The game belongs to a class, some members of which have been completely solved, others, of which this is one, have not [7]. Its interest to us is that it embodies several levels of strategy and can be made arbitrarily small or large. The scalability of the game provides a platform on which local strategies found valid in small but non-trivial examples of the game are also valid in multiple contexts on larger examples. It is envisaged that the propagation of such strategies to larger games may provide a means of quickly constructing a system capable of reasonable play on these large instances. Human players (usually children: this is not a difficult game) have several different strategies, discussed in section 2.2. It is also advantageous that these strategies can be ranked according to the degree of temporal lookahead they exhibit, and the extent to which position evaluation is restricted spatially.

Additionally, we can not only clearly enunciate the strategies, but we can use simple heuristics to generate networks and training sets for supervised learning. Thus we can compare the performance of the genetic algorithm with clearly defined alternatives.

Our ALife player is a neural network. In the results discussed here, the training of the network is accomplished through simple evolution. In game strategies in general, feedback is a win/lose alternative at the end of many moves. Direct feedback on a move by move basis would require injecting move criteria, thus in some ways training the net to behave in the way we think that the game should be played. However, in the present game we can provide precise feedback at every move against a player with a fixed lookahead (which, as discussed below, correlates well with human strategies).

2 The Game of Dots and Boxes

There are two forms of this game, one of which has been solved analytically [6]. The other, which has one rule fewer, is described below and has been analysed by Nowakowski [8]. We concern ourselves only with this more general and unsolved form.

2.1 Rules

The game is played between two players on a rectangular array of dots.
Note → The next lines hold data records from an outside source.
//! Commands module - CLI operations built on the codec
//!
//! Provides:
//! - encode: typed integer arguments
//! - call: one JSON argument list through the dynamic call boundary
//! - batch: one call per input line
//! - range: a contiguous run of ids

pub mod batch;
pub mod call;
pub mod encode;
pub mod range;

use anyhow::{bail, Context, Result};
use std::fmt;
use url::Url;

use crate::codec::{OverflowPolicy, ShortCode};
use crate::core::model::{ResultItem, ResultSet};
use crate::core::render::Renderer;

/// Options shared by every encoding command
#[derive(Debug, Clone, Default)]
pub struct EncodeOptions {
    pub renderer: Renderer,
    pub policy: OverflowPolicy,
    pub base_url: Option<BaseUrl>,
}

impl EncodeOptions {
    /// Build a code item, attaching the short URL when a base is configured
    pub fn code_item(&self, value: u64, code: ShortCode) -> ResultItem {
        let url = self.base_url.as_ref().map(|base| base.short_url(&code));
        let item = ResultItem::code(value, code);
        match url {
            Some(url) => item.with_url(url),
            None => item,
        }
    }
}

/// A base URL that codes can always be appended to as a path segment.
#[derive(Debug, Clone, PartialEq, Eq)]
pub struct BaseUrl(Url);

impl BaseUrl {
    pub fn as_str(&self) -> &str {
        self.0.as_str()
    }

    /// The base with `code` as its final path segment
    pub fn short_url(&self, code: &ShortCode) -> Url {
        let mut url = self.0.clone();
        // Only cannot-be-a-base URLs refuse segments; parse_base_url rejects those.
        if let Ok(mut segments) = url.path_segments_mut() {
            segments.pop_if_empty().push(code.as_str());
        }
        url
    }
}

impl fmt::Display for BaseUrl {
    fn fmt(&self, f: &mut fmt::Formatter<'_>) -> fmt::Result {
        f.write_str(self.0.as_str())
    }
}

/// Parse the base URL that short codes are appended to.
///
/// The path is normalized to end with '/'.
pub fn parse_base_url(s: &str) -> Result<BaseUrl> {
    let mut url = Url::parse(s).with_context(|| format!("Invalid base URL: {}", s))?;
    if url.cannot_be_a_base() {
        bail!("Base URL cannot have paths appended: {}", s);
    }
    if !url.path().ends_with('/') {
        let path = format!("{}/", url.path());
        url.set_path(&path);
    }
    Ok(BaseUrl(url))
}

/// Map inputs to result items, in parallel when the `parallel` feature is on.
///
/// Output order always matches input order.
#[cfg(feature = "parallel")]
pub(crate) fn map_items<T, F>(inputs: &[T], f: F) -> Vec<ResultItem>
where
    T: Sync,
    F: Fn(&T) -> ResultItem + Sync + Send,
{
    use rayon::prelude::*;
    inputs.par_iter().map(f).collect()
}

#[cfg(not(feature = "parallel"))]
pub(crate) fn map_items<T, F>(inputs: &[T], f: F) -> Vec<ResultItem>
where
    F: Fn(&T) -> ResultItem,
{
    inputs.iter().map(f).collect()
}

/// Render a result set to stdout
pub(crate) fn emit(result_set: &ResultSet, renderer: &Renderer) {
    let output = renderer.render(result_set);
    if !output.is_empty() {
        println!("{}", output);
    }
}
//! Syntax Capture Adapter
//!
//! Each language provides a tree-sitter grammar and a `.scm` query pack whose
//! matches are flattened into typed capture lists. Nothing downstream of the
//! adapter touches a syntax tree.

pub mod framework;
pub mod python;

pub use framework::{
    AdapterRegistry, BaseClassCapture, CaptureAdapter, DefinitionCapture, FileCaptures,
    ImportKind, ImportStatement, ModuleRef, default_registry,
};
pub use python::PythonAdapter;
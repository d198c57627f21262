//! Class Hierarchy Resolver
//!
//! Attributes every captured base-class token to its class with a linear
//! merge over both position-sorted lists, then resolves the bare parent name
//! to a class node anywhere in the repository.

use crate::adapter::{BaseClassCapture, DefinitionCapture, FileCaptures};
use crate::edge::{Edge, RelationKind};
use crate::graph::SemanticGraph;
use crate::node::ScopeKind;
use super::{pick_candidate, LinkerStats};

/// Pair each base-class token with the class whose argument list holds it.
///
/// A token belongs to a class when it lies strictly between the class name
/// and the start of the class body.
pub fn attribute_bases(captures: &FileCaptures) -> Vec<(&DefinitionCapture, &BaseClassCapture)> {
    let mut classes: Vec<&DefinitionCapture> = captures.classes().collect();
    classes.sort_by_key(|class| class.name_byte);
    let mut bases: Vec<&BaseClassCapture> = captures.base_classes.iter().collect();
    bases.sort_by_key(|base| base.byte);

    let mut pairs = Vec::new();
    let (mut i, mut j) = (0, 0);
    while i < classes.len() && j < bases.len() {
        let (class, base) = (classes[i], bases[j]);
        if class.name_byte < base.byte && base.byte < class.body.start_byte {
            pairs.push((class, base));
            j += 1;
        } else if base.byte <= class.name_byte {
            // Precedes every remaining class
            j += 1;
        } else {
            i += 1;
        }
    }
    pairs
}

pub struct ClassHierarchyResolver<'a> {
    graph: &'a mut SemanticGraph,
    stats: LinkerStats,
}

impl<'a> ClassHierarchyResolver<'a> {
    pub fn new(graph: &'a mut SemanticGraph) -> Self {
        Self {
            graph,
            stats: LinkerStats::new("Class Hierarchy"),
        }
    }

    pub fn run(mut self, files: &[FileCaptures]) -> LinkerStats {
        for captures in files {
            let edges = self.resolve_file(captures);
            for edge in edges {
                self.graph.add_edge(edge);
            }
        }

        tracing::info!(
            "Class hierarchy: {} edges, {} external parents",
            self.stats.resolved,
            self.stats.unresolved
        );
        self.stats
    }

    fn resolve_file(&mut self, captures: &FileCaptures) -> Vec<Edge> {
        let graph = &*self.graph;
        let mut edges = Vec::new();

        for (class, base) in attribute_bases(captures) {
            self.stats.total += 1;
            let Some(child) = graph.node_at(&captures.file_id, ScopeKind::Class, class.body.start_byte) else {
                tracing::debug!("{}: no node for class {}", captures.file_id, class.name);
                self.stats.unresolved += 1;
                continue;
            };

            let candidates: Vec<_> = graph
                .resolve_by_suffix(&[base.name.as_str()])
                .into_iter()
                .filter(|path| **path != child.path)
                .filter(|path| graph.get_node(path).is_some_and(|node| node.kind == ScopeKind::Class))
                .collect();
            if candidates.len() > 1 {
                self.stats.ambiguous += 1;
            }

            match pick_candidate(graph, &candidates, None) {
                Some(parent) => {
                    edges.push(Edge::new(child.path.clone(), parent.clone(), RelationKind::ClassHierarchy));
                    self.stats.resolved += 1;
                }
                None => {
                    tracing::debug!("{}: base class {} is external", child.path, base.name);
                    self.stats.unresolved += 1;
                }
            }
        }

        edges
    }
}
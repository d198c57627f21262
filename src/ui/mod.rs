pub mod icons;
pub mod output;
pub mod progress;
pub mod progress_message;
pub mod table;
pub mod theme;

pub use icons::Icons;
pub use output::{error, finish_summary, header, info, section, status, success, timing, warn};
pub use progress::BuildProgress;
pub use progress_message::{ProgressMessage, ProgressPhase};
pub use table::{db_table, graph_table, linker_table, TableBuilder};
pub use theme::{theme, Theme};
//! Semantic graph builder
//!
//! Orchestrates one repository build:
//! 1. discover source files
//! 2. extract captures on a worker pool (read-only, per file)
//! 3. build scope nodes for every file
//! 4. resolve imports, then class hierarchy, then invoke edges
//! 5. deduplicate
//!
//! Steps 3 to 5 mutate a single graph sequentially. A structural
//! inconsistency or a circular import aborts the repository; in batch mode
//! the other repositories are unaffected.

use crate::{Error, Result};
use crate::adapter::{default_registry, AdapterRegistry, FileCaptures};
use crate::callgraph::CallGraphSource;
use crate::discovery::{discover_files, discover_repositories, SourceFile};
use crate::graph::SemanticGraph;
use crate::linker::{ClassHierarchyResolver, ImportResolver, InvokeIntegrator, LinkerStats};
use crate::scope::build_file_scopes;
use crate::ui::{ProgressMessage, ProgressPhase};
use crossbeam::channel::{self, Sender};
use std::path::{Path, PathBuf};
use std::time::{Duration, Instant};

/// Outcome of one repository build.
#[derive(Debug)]
pub struct BuildReport {
    pub repository: String,
    pub root: PathBuf,
    pub graph: SemanticGraph,
    /// Files captured successfully
    pub files: usize,
    /// Files skipped because they could not be read or parsed
    pub skipped: usize,
    pub duplicates_removed: usize,
    pub linkers: Vec<LinkerStats>,
    pub duration: Duration,
}

/// Outcome of one repository in batch mode.
#[derive(Debug)]
pub struct RepositoryOutcome {
    pub root: PathBuf,
    pub result: Result<BuildReport>,
}

pub struct SemanticGraphBuilder {
    registry: AdapterRegistry,
    call_graph: Option<Box<dyn CallGraphSource>>,
    excludes: Vec<String>,
    threads: usize,
    progress: Option<Sender<ProgressMessage>>,
}

impl SemanticGraphBuilder {
    /// Builder with every built-in adapter registered.
    pub fn new() -> Result<Self> {
        Ok(Self::with_registry(default_registry()?))
    }

    pub fn with_registry(registry: AdapterRegistry) -> Self {
        let threads = std::thread::available_parallelism()
            .map(|n| n.get())
            .unwrap_or(4);
        Self {
            registry,
            call_graph: None,
            excludes: Vec::new(),
            threads,
            progress: None,
        }
    }

    pub fn call_graph(mut self, source: impl CallGraphSource + 'static) -> Self {
        self.call_graph = Some(Box::new(source));
        self
    }

    pub fn excludes(mut self, excludes: Vec<String>) -> Self {
        self.excludes = excludes;
        self
    }

    /// Worker count for capture extraction and batch builds (at least 1).
    pub fn threads(mut self, threads: usize) -> Self {
        self.threads = threads.max(1);
        self
    }

    pub fn progress(mut self, sender: Sender<ProgressMessage>) -> Self {
        self.progress = Some(sender);
        self
    }

    fn report(&self, message: ProgressMessage) {
        if let Some(tx) = &self.progress {
            tx.send(message).ok();
        }
    }

    /// Build the graph of a single repository.
    pub fn build_from_one(&self, root: &Path) -> Result<BuildReport> {
        let started = Instant::now();
        let repository = repository_name(root);
        tracing::info!("Building semantic graph for {} ({})", repository, root.display());

        let files = discover_files(root, &self.registry, &self.excludes);
        let captures = self.capture_all(&files)?;
        let skipped = files.len() - captures.len();

        let mut graph = SemanticGraph::new();
        let mut linkers = Vec::new();

        self.report(ProgressMessage::Started { phase: ProgressPhase::Scoping, total: captures.len() });
        for file in &captures {
            build_file_scopes(&mut graph, file)?;
        }
        self.report(ProgressMessage::Finished { phase: ProgressPhase::Scoping });

        self.report(ProgressMessage::Started { phase: ProgressPhase::Imports, total: captures.len() });
        linkers.push(ImportResolver::new(&mut graph, &captures).run()?);
        self.report(ProgressMessage::Finished { phase: ProgressPhase::Imports });

        self.report(ProgressMessage::Started { phase: ProgressPhase::Hierarchy, total: captures.len() });
        linkers.push(ClassHierarchyResolver::new(&mut graph).run(&captures));
        self.report(ProgressMessage::Finished { phase: ProgressPhase::Hierarchy });

        if let Some(source) = &self.call_graph {
            self.report(ProgressMessage::Started { phase: ProgressPhase::Invoke, total: 0 });
            match source.call_graph(root) {
                Ok(calls) => {
                    if calls.is_empty() {
                        tracing::warn!("Call graph for {} has no edges", repository);
                    }
                    linkers.push(InvokeIntegrator::new(&mut graph).run(&calls));
                }
                Err(e) => {
                    tracing::warn!("No call graph for {}: {}", repository, e);
                    self.report(ProgressMessage::Error(e.to_string()));
                }
            }
            self.report(ProgressMessage::Finished { phase: ProgressPhase::Invoke });
        }

        self.report(ProgressMessage::Started { phase: ProgressPhase::Finalizing, total: graph.edge_count() });
        let duplicates_removed = graph.deduplicate();
        self.report(ProgressMessage::Finished { phase: ProgressPhase::Finalizing });

        tracing::info!(
            "{}: {} nodes, {} edges ({} duplicates removed)",
            repository,
            graph.node_count(),
            graph.edge_count(),
            duplicates_removed
        );

        Ok(BuildReport {
            repository,
            root: root.to_path_buf(),
            files: captures.len(),
            skipped,
            graph,
            duplicates_removed,
            linkers,
            duration: started.elapsed(),
        })
    }

    /// Build one graph per child directory of `root`, in parallel.
    ///
    /// Each repository gets its own graph; a failed repository is reported in
    /// its outcome without affecting the rest.
    pub fn build_from_repos(&self, root: &Path) -> Result<Vec<RepositoryOutcome>> {
        let repos = discover_repositories(root)?;
        let (job_tx, job_rx) = channel::unbounded::<(usize, PathBuf)>();
        let (result_tx, result_rx) = channel::unbounded::<(usize, RepositoryOutcome)>();

        for job in repos.iter().cloned().enumerate() {
            job_tx.send(job).ok();
        }
        drop(job_tx);

        let workers = self.threads.min(repos.len()).max(1);
        crossbeam::thread::scope(|scope| {
            for _ in 0..workers {
                let job_rx = job_rx.clone();
                let result_tx = result_tx.clone();
                scope.spawn(move |_| {
                    for (index, repo) in job_rx {
                        let result = self.build_from_one(&repo);
                        if let Err(e) = &result {
                            tracing::error!("Build failed for {}: {}", repo.display(), e);
                        }
                        result_tx.send((index, RepositoryOutcome { root: repo, result })).ok();
                    }
                });
            }
        })
        .map_err(|_| Error::Adapter("repository worker panicked".to_string()))?;
        drop(result_tx);

        let mut outcomes: Vec<(usize, RepositoryOutcome)> = result_rx.iter().collect();
        outcomes.sort_by_key(|(index, _)| *index);
        Ok(outcomes.into_iter().map(|(_, outcome)| outcome).collect())
    }

    /// Extract captures of every file on a worker pool, in discovery order.
    fn capture_all(&self, files: &[SourceFile]) -> Result<Vec<FileCaptures>> {
        self.report(ProgressMessage::Started { phase: ProgressPhase::Parsing, total: files.len() });

        let (job_tx, job_rx) = channel::unbounded::<(usize, &SourceFile)>();
        let (result_tx, result_rx) = channel::unbounded::<(usize, Option<FileCaptures>)>();
        for job in files.iter().enumerate() {
            job_tx.send(job).ok();
        }
        drop(job_tx);

        let workers = self.threads.min(files.len()).max(1);
        crossbeam::thread::scope(|scope| {
            for _ in 0..workers {
                let job_rx = job_rx.clone();
                let result_tx = result_tx.clone();
                scope.spawn(move |_| {
                    for (index, file) in job_rx {
                        let captures = self.capture_file(file);
                        self.report(ProgressMessage::Progress {
                            phase: ProgressPhase::Parsing,
                            current: index + 1,
                            file: Some(file.file_id.clone()),
                        });
                        result_tx.send((index, captures)).ok();
                    }
                });
            }
        })
        .map_err(|_| Error::Adapter("capture worker panicked".to_string()))?;
        drop(result_tx);

        let mut slots: Vec<Option<FileCaptures>> = vec![None; files.len()];
        for (index, captures) in result_rx {
            slots[index] = captures;
        }

        self.report(ProgressMessage::Finished { phase: ProgressPhase::Parsing });
        Ok(slots.into_iter().flatten().collect())
    }

    fn capture_file(&self, file: &SourceFile) -> Option<FileCaptures> {
        let adapter = self.registry.find_adapter(&file.path)?;
        let source = match std::fs::read_to_string(&file.path) {
            Ok(source) => source,
            Err(e) => {
                tracing::warn!("Failed to read {}: {}", file.path.display(), e);
                return None;
            }
        };

        match adapter.capture(&file.file_id, &source) {
            Ok(captures) => Some(captures),
            Err(e) => {
                tracing::warn!("Failed to parse {}: {}", file.file_id, e);
                None
            }
        }
    }
}

fn repository_name(root: &Path) -> String {
    // `.` and `..` have no file name of their own
    let canonical = root.canonicalize().ok();
    root.file_name()
        .or_else(|| canonical.as_deref().and_then(Path::file_name))
        .map(|name| name.to_string_lossy().into_owned())
        .unwrap_or_else(|| "repository".to_string())
}

#[cfg(test)]
mod tests {
    use super::*;
    use crate::callgraph::CallGraph;
    use crate::edge::RelationKind;
    use crate::scope_path::ScopePath;
    use std::fs;

    fn write(root: &Path, file: &str, source: &str) {
        let path = root.join(file);
        if let Some(parent) = path.parent() {
            fs::create_dir_all(parent).unwrap();
        }
        fs::write(path, source).unwrap();
    }

    fn builder() -> SemanticGraphBuilder {
        SemanticGraphBuilder::new().unwrap().threads(2)
    }

    #[test]
    fn test_two_file_inheritance_scenario() {
        let dir = tempfile::tempdir().unwrap();
        write(dir.path(), "m.py", "class Base:\n    def run(self):\n        pass\n");
        write(dir.path(), "n.py", "from m import Base\n\nclass Child(Base):\n    pass\n");

        let report = builder().build_from_one(dir.path()).unwrap();
        let graph = &report.graph;

        let m = ScopePath::script("m.py");
        let n = ScopePath::script("n.py");
        let base = m.child("Base");
        let child = n.child("Child");

        assert!(graph.has_edge(&m, &base, RelationKind::Encapsulation));
        assert!(graph.has_edge(&n, &child, RelationKind::Encapsulation));
        assert!(graph.has_edge(&base, &base.child("run"), RelationKind::Ownership));
        assert!(graph.has_edge(&n, &base, RelationKind::Import));
        assert!(graph.has_edge(&child, &base, RelationKind::ClassHierarchy));
        assert_eq!(report.files, 2);
    }

    #[test]
    fn test_circular_import_aborts_repository() {
        let dir = tempfile::tempdir().unwrap();
        write(dir.path(), "a.py", "from b import x\n");
        write(dir.path(), "b.py", "from c import y\n");
        write(dir.path(), "c.py", "from a import z\n");

        let err = builder().build_from_one(dir.path()).unwrap_err();
        assert!(matches!(err, Error::CircularImport { .. }));
    }

    #[test]
    fn test_duplicate_edges_are_collapsed() {
        let dir = tempfile::tempdir().unwrap();
        write(dir.path(), "m.py", "def f():\n    pass\n");
        write(dir.path(), "n.py", "from m import f\nfrom m import f\nfrom m import *\n");

        let report = builder().build_from_one(dir.path()).unwrap();
        let n = ScopePath::script("n.py");
        let f = ScopePath::script("m.py").child("f");

        let imports = report
            .graph
            .edges_from(&n)
            .filter(|edge| edge.relation == RelationKind::Import && edge.target == f)
            .count();
        assert_eq!(imports, 1);
        assert_eq!(report.duplicates_removed, 2);
    }

    #[test]
    fn test_invoke_edges_from_call_graph() {
        let dir = tempfile::tempdir().unwrap();
        write(dir.path(), "lib.py", "def helper():\n    pass\n");
        write(dir.path(), "app.py", "from lib import helper\n\ndef main():\n    helper()\n");

        let mut calls = CallGraph::new();
        calls.add_node("n1", "app::main");
        calls.add_node("n2", "lib::helper");
        calls.add_edge("n1", "n2");

        let report = builder().call_graph(calls).build_from_one(dir.path()).unwrap();
        assert!(report.graph.has_edge(
            &ScopePath::script("app.py").child("main"),
            &ScopePath::script("lib.py").child("helper"),
            RelationKind::Invoke
        ));
        assert_eq!(report.linkers.len(), 3);
    }

    #[test]
    fn test_capture_order_is_deterministic() {
        let dir = tempfile::tempdir().unwrap();
        for i in 0..12 {
            write(dir.path(), &format!("pkg/mod_{:02}.py", i), "def f():\n    pass\n");
        }

        let report = builder().threads(4).build_from_one(dir.path()).unwrap();
        let scripts: Vec<String> = report
            .graph
            .nodes()
            .filter(|node| node.is_script())
            .map(|node| node.file().to_string())
            .collect();
        let mut sorted = scripts.clone();
        sorted.sort();
        assert_eq!(scripts, sorted);
        assert_eq!(scripts.len(), 12);
    }

    #[test]
    fn test_batch_isolates_failures() {
        let dir = tempfile::tempdir().unwrap();
        write(dir.path(), "good/a.py", "def f():\n    pass\n");
        write(dir.path(), "bad/a.py", "from b import x\n");
        write(dir.path(), "bad/b.py", "from a import y\n");

        let outcomes = builder().build_from_repos(dir.path()).unwrap();
        assert_eq!(outcomes.len(), 2);

        // Sorted by directory name
        assert!(outcomes[0].root.ends_with("bad"));
        assert!(matches!(outcomes[0].result, Err(Error::CircularImport { .. })));

        let good = outcomes[1].result.as_ref().unwrap();
        assert_eq!(good.repository, "good");
        assert_eq!(good.graph.stats().functions, 1);
    }

    #[test]
    fn test_progress_messages() {
        let dir = tempfile::tempdir().unwrap();
        write(dir.path(), "a.py", "def f():\n    pass\n");

        let (tx, rx) = channel::unbounded();
        builder().progress(tx).build_from_one(dir.path()).unwrap();

        let messages: Vec<ProgressMessage> = rx.try_iter().collect();
        assert!(matches!(
            messages.first(),
            Some(ProgressMessage::Started { phase: ProgressPhase::Parsing, total: 1 })
        ));
        assert!(matches!(
            messages.last(),
            Some(ProgressMessage::Finished { phase: ProgressPhase::Finalizing })
        ));
    }
}
use crate::graph::GraphStats;
use crate::linker::LinkerStats;
use crate::storage::DbStats;
use crate::ui::Icons;
use crate::RelationKind;
use tabled::{settings::Style, Table, Tabled};

#[derive(Tabled)]
pub struct TableRow {
    #[tabled(rename = "Metric")]
    pub metric: String,
    #[tabled(rename = "Value")]
    pub value: String,
}

#[derive(Tabled)]
struct LinkerRow {
    #[tabled(rename = "Linker")]
    name: &'static str,
    #[tabled(rename = "Total")]
    total: usize,
    #[tabled(rename = "Resolved")]
    resolved: usize,
    #[tabled(rename = "Ambiguous")]
    ambiguous: usize,
    #[tabled(rename = "Unresolved")]
    unresolved: usize,
    #[tabled(rename = "Rejected")]
    rejected: usize,
}

#[derive(Default)]
pub struct TableBuilder {
    rows: Vec<TableRow>,
}

impl TableBuilder {
    pub fn new() -> Self {
        Self::default()
    }

    pub fn add_row(&mut self, label: &str, value: impl ToString) {
        self.rows.push(TableRow {
            metric: label.to_string(),
            value: value.to_string(),
        });
    }

    pub fn build(&self) -> String {
        if self.rows.is_empty() {
            return String::new();
        }

        Table::new(&self.rows).with(Style::rounded()).to_string()
    }

    fn add_relations(&mut self, counts: &[(RelationKind, usize)]) {
        for (relation, count) in counts {
            self.add_row(&format!("  {}", relation), count);
        }
    }
}

/// Node and edge counts of a freshly built graph
pub fn graph_table(stats: &GraphStats, duplicates_removed: usize) -> String {
    let mut builder = TableBuilder::new();
    builder.add_row(&format!("{} Files", Icons::FILE), stats.files);
    builder.add_row(&format!("{} Classes", Icons::CLASS), stats.classes);
    builder.add_row(&format!("{} Functions", Icons::FUNCTION), stats.functions);
    builder.add_row(&format!("{} Edges", Icons::LINK), stats.total_edges);
    builder.add_relations(&stats.edges_by_relation);
    if duplicates_removed > 0 {
        builder.add_row("Duplicates removed", duplicates_removed);
    }
    builder.build()
}

pub fn db_table(stats: &DbStats) -> String {
    let mut builder = TableBuilder::new();
    builder.add_row(&format!("{} Files", Icons::FILE), stats.files);
    builder.add_row(&format!("{} Classes", Icons::CLASS), stats.classes);
    builder.add_row(&format!("{} Functions", Icons::FUNCTION), stats.functions);
    builder.add_row(&format!("{} Edges", Icons::LINK), stats.edges);
    builder.add_relations(&stats.edges_by_relation);
    builder.build()
}

pub fn linker_table(linkers: &[LinkerStats]) -> String {
    let rows: Vec<LinkerRow> = linkers
        .iter()
        .map(|stats| LinkerRow {
            name: stats.name,
            total: stats.total,
            resolved: stats.resolved,
            ambiguous: stats.ambiguous,
            unresolved: stats.unresolved,
            rejected: stats.rejected,
        })
        .collect();

    Table::new(rows).with(Style::rounded()).to_string()
}

#[cfg(test)]
mod tests {
    use super::*;
    use crate::graph::SemanticGraph;

    #[test]
    fn test_empty_builder() {
        assert!(TableBuilder::new().build().is_empty());
    }

    #[test]
    fn test_graph_table_lists_every_relation() {
        let table = graph_table(&SemanticGraph::new().stats(), 3);
        for relation in RelationKind::all() {
            assert!(table.contains(relation.as_str()));
        }
        assert!(table.contains("Duplicates removed"));
        assert!(table.contains(Icons::CLASS));
        assert!(table.contains(Icons::FUNCTION));
    }

    #[test]
    fn test_linker_table() {
        let mut stats = LinkerStats::new("Imports");
        stats.total = 4;
        stats.resolved = 3;
        let table = linker_table(&[stats]);
        assert!(table.contains("Imports"));
        assert!(table.contains("Resolved"));
    }
}
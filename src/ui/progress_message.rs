#[derive(Clone, Copy, Debug, PartialEq, Eq)]
pub enum ProgressPhase {
    Parsing,
    Scoping,
    Imports,
    Hierarchy,
    Invoke,
    Finalizing,
}

impl ProgressPhase {
    pub fn label(&self) -> &'static str {
        match self {
            ProgressPhase::Parsing => "Parsing files",
            ProgressPhase::Scoping => "Building scopes",
            ProgressPhase::Imports => "Resolving imports",
            ProgressPhase::Hierarchy => "Resolving class hierarchy",
            ProgressPhase::Invoke => "Integrating call graph",
            ProgressPhase::Finalizing => "Deduplicating edges",
        }
    }

    /// Phases after parsing, in execution order
    pub fn linking() -> &'static [ProgressPhase] {
        &[
            ProgressPhase::Scoping,
            ProgressPhase::Imports,
            ProgressPhase::Hierarchy,
            ProgressPhase::Invoke,
            ProgressPhase::Finalizing,
        ]
    }
}

#[derive(Clone, Debug)]
pub enum ProgressMessage {
    Started {
        phase: ProgressPhase,
        total: usize,
    },
    Progress {
        phase: ProgressPhase,
        current: usize,
        file: Option<String>,
    },
    Finished {
        phase: ProgressPhase,
    },
    Error(String),
}
pub struct Icons;

impl Icons {
    pub const ROCKET: &str = "🚀";
    pub const CHECK: &str = "✅";
    pub const CROSS: &str = "❌";
    pub const WARN: &str = "⚠️";
    pub const INFO: &str = "ℹ️";
    pub const STATS: &str = "📊";
    pub const LINK: &str = "🔗";
    pub const FILE: &str = "📄";
    pub const CLASS: &str = "🔵";
    pub const FUNCTION: &str = "🟠";
    pub const DATABASE: &str = "🗄️";
    pub const CLOCK: &str = "⏱️";
    pub const GEAR: &str = "⚙️";
}
//! Storage Layer - SQLite-backed persistence
//!
//! One database per repository graph, with tables:
//! - graph_meta(key, value)
//! - scope_nodes(path, file, kind, nesting, color, span...)
//! - edges(source, target, relation) unique per triple

pub mod schema;
pub mod sqlite;

pub use sqlite::{DbStats, SqliteStore};
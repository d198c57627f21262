//! Scope Graph Builder
//!
//! Turns one file's flat definition captures into scope nodes plus the
//! Encapsulation/Ownership edges that encode lexical nesting.

pub mod builder;

pub use builder::build_file_scopes;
A game is measured by the number of boxes the grid has horizontally and vertically, each is marked with a dot on every vertex.

The players take turns in making legal moves, where a legal move consists of joining two horizontally or vertically adjacent dots which were previously unjoined. A player may not “pass” on a move, that is, each move must involve the joining of two dots. As an example, two players might start the game with the moves shown in Figure 1.

        ._. . .                ._. . .
        . . . .Ψ               . . ! .
        . . . .Ψ               . . . .

      ΨPlayer 1       =>      Player 2
Figure 1: The first two moves of a game.

When a player completes the fourth side of a box they score a point and must then make another move. A player who can complete a box is not obliged to do so. The analysis is simplified considerably if players are obliged to complete boxes, and this was the form solved by Holladay [6].

The game ends when there are no legal moves available, ie: there are no unjoined vertically or horizontally adjacent dots left. The winner is the player to have completed the most boxes (scored the most points). Since there may be an even number of boxes in the array of points, it is possible for the result to be a tie.

2.2 Human Strategies

We can distinguish several levels of strategy in the game:

  • Level 0 — Random Play. This corresponds to zero temporal levels of lookahead, and no spatial analysis beyond whether a given move is legal.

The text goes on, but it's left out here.